(Data extracted from a collection)
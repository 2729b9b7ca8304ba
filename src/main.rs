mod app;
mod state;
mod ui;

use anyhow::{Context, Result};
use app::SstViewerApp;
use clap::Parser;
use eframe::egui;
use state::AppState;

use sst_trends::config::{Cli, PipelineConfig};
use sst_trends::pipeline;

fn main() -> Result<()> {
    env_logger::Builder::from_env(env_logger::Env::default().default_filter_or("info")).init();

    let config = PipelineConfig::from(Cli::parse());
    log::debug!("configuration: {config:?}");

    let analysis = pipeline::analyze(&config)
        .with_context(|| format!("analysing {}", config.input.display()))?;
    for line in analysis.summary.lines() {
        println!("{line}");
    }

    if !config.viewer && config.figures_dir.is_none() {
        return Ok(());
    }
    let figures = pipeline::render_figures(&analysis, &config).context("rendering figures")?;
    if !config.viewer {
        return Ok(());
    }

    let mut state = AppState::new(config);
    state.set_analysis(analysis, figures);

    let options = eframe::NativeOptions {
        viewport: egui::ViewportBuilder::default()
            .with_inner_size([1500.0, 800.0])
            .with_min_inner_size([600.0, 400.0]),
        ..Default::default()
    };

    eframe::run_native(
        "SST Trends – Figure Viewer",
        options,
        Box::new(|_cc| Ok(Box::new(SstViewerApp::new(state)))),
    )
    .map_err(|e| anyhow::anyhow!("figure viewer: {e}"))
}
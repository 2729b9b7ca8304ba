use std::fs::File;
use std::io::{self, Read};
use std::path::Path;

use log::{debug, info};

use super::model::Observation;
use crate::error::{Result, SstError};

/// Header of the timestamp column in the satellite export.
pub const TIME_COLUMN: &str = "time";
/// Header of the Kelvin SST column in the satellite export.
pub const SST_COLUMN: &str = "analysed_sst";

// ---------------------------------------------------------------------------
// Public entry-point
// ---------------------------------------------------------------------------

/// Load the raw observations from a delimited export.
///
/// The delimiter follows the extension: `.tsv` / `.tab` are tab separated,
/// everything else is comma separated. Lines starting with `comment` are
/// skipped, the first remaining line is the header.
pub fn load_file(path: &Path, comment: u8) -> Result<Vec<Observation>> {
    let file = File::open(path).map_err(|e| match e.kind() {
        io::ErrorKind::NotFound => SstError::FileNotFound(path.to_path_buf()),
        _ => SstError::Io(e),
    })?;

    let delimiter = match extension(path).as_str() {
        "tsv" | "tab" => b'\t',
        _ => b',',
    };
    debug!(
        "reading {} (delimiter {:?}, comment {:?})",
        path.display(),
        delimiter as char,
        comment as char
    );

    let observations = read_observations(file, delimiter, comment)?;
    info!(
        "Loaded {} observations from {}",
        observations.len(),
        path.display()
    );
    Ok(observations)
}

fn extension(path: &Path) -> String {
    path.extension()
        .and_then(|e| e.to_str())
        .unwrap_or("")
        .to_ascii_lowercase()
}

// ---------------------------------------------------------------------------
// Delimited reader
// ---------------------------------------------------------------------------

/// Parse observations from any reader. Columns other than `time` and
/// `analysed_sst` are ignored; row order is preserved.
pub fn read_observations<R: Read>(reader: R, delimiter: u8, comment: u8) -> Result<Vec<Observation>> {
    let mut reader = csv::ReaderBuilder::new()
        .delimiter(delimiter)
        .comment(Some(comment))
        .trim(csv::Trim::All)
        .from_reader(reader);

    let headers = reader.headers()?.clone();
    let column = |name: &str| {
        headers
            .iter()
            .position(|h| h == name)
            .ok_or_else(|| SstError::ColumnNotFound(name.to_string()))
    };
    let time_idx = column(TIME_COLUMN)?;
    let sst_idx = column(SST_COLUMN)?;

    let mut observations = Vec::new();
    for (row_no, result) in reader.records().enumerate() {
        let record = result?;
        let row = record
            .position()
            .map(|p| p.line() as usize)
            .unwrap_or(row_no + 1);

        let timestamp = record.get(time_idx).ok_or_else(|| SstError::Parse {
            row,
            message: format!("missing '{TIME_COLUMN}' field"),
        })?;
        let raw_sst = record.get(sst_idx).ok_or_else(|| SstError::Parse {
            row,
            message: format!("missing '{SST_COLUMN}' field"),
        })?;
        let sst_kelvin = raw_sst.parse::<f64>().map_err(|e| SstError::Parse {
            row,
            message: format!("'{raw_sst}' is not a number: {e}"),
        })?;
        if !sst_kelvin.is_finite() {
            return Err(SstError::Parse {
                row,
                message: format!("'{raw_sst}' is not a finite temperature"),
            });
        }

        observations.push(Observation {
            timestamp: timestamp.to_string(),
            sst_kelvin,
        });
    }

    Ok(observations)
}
* * *
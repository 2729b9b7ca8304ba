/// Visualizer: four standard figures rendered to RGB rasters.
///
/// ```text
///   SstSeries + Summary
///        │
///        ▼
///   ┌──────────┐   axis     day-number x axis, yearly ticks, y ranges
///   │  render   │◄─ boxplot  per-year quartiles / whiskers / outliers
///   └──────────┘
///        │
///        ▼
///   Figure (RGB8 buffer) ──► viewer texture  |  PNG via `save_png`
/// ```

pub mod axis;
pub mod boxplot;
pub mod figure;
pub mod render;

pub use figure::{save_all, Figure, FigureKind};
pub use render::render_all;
* * *
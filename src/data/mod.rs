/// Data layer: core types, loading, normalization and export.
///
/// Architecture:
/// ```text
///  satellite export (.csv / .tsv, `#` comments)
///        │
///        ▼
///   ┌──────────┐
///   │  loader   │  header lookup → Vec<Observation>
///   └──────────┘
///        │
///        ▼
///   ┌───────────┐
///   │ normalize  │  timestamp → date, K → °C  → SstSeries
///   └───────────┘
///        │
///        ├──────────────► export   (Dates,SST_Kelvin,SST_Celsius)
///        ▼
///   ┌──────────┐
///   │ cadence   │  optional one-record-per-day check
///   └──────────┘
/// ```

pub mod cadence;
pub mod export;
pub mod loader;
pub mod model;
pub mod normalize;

| Problem details |
Lines holding "state": count them across the data and reply with the number alone.

| Your response |
5